Riccardo Serena (born 29 September 1996) is an Italian footballer who plays as a midfielder for Serie D side Adriese.

==Club career==
Serena played the first four seasons of his senior career in Serie D and Eccellenza (fourth- and fifth-tier).

On 12 July 2017, he signed a one-year contract with Serie C club Padova. He made his Serie C debut for Padova on 24 September 2017 in a game against Sambenedettese as an added-time substitute for Nico Pulzetti. His contract was extended for two additional seasons on 28 February 2018, as Padova advanced to Serie B at the end of the season.

On 9 January 2020, he joined Rieti on loan.

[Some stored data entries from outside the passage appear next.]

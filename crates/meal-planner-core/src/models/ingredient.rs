// ABOUTME: Shared ingredient library models referenced by id from recipes
// ABOUTME: Ingredient and the coarse grocery-store section used to group shopping lists
//
// SPDX-License-Identifier: MIT OR Apache-2.0
// Copyright (c) 2025 Async-IO.org

use serde::{Deserialize, Serialize};
use std::fmt;

use super::unit::MeasurementUnit;

/// Grocery-store section an ingredient is shelved in
///
/// Declaration order is the order sections appear on a generated shopping list.
#[derive(
    Debug, Clone, Copy, PartialEq, Eq, Hash, PartialOrd, Ord, Serialize, Deserialize, Default,
)]
pub enum IngredientCategory {
    /// Fruit and vegetables
    Produce,
    /// Meat and poultry
    Meat,
    /// Fish and shellfish
    Seafood,
    /// Milk, cheese, eggs
    Dairy,
    /// Bread and baked goods
    Bakery,
    /// Dry goods, cans, oils, baking supplies
    Pantry,
    /// Herbs, spices, seasonings
    Spices,
    /// Frozen goods
    Frozen,
    /// Drinks
    Beverages,
    /// Anything else, and the fallback for unknown ingredients
    #[default]
    Other,
}

impl IngredientCategory {
    /// Parse a category, mapping anything unrecognized to `Other`
    #[must_use]
    pub fn from_str_lossy(s: &str) -> Self {
        match s.trim().to_lowercase().as_str() {
            "produce" | "vegetables" | "fruit" => Self::Produce,
            "meat" | "poultry" => Self::Meat,
            "seafood" | "fish" => Self::Seafood,
            "dairy" => Self::Dairy,
            "bakery" | "bread" => Self::Bakery,
            "pantry" | "dry goods" => Self::Pantry,
            "spices" | "herbs" | "seasoning" => Self::Spices,
            "frozen" => Self::Frozen,
            "beverages" | "drinks" => Self::Beverages,
            _ => Self::Other,
        }
    }
}

impl fmt::Display for IngredientCategory {
    fn fmt(&self, f: &mut fmt::Formatter<'_>) -> fmt::Result {
        let label = match self {
            Self::Produce => "Produce",
            Self::Meat => "Meat",
            Self::Seafood => "Seafood",
            Self::Dairy => "Dairy",
            Self::Bakery => "Bakery",
            Self::Pantry => "Pantry",
            Self::Spices => "Spices",
            Self::Frozen => "Frozen",
            Self::Beverages => "Beverages",
            Self::Other => "Other",
        };
        f.write_str(label)
    }
}

/// Entry in the shared ingredient library
#[derive(Debug, Clone, PartialEq, Serialize, Deserialize)]
pub struct Ingredient {
    /// Opaque unique id supplied by the storage collaborator
    pub id: String,
    /// Display name
    pub name: String,
    /// Store section
    pub category: IngredientCategory,
    /// Unit the ingredient is usually bought in
    pub canonical_unit: MeasurementUnit,
}

impl Ingredient {
    /// Create a library ingredient
    #[must_use]
    pub fn new(
        id: impl Into<String>,
        name: impl Into<String>,
        category: IngredientCategory,
        canonical_unit: MeasurementUnit,
    ) -> Self {
        Self {
            id: id.into(),
            name: name.into(),
            category,
            canonical_unit,
        }
    }
}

On 5 October 2020, his contract with Padova was terminated by mutual consent.

==Personal life==
His father Michele Serena is a football coach and a former player who appeared for Italy national football team and played for Juventus, Sampdoria, Fiorentina and Atlético Madrid, among others. His younger brother Filippo Serena is also a footballer.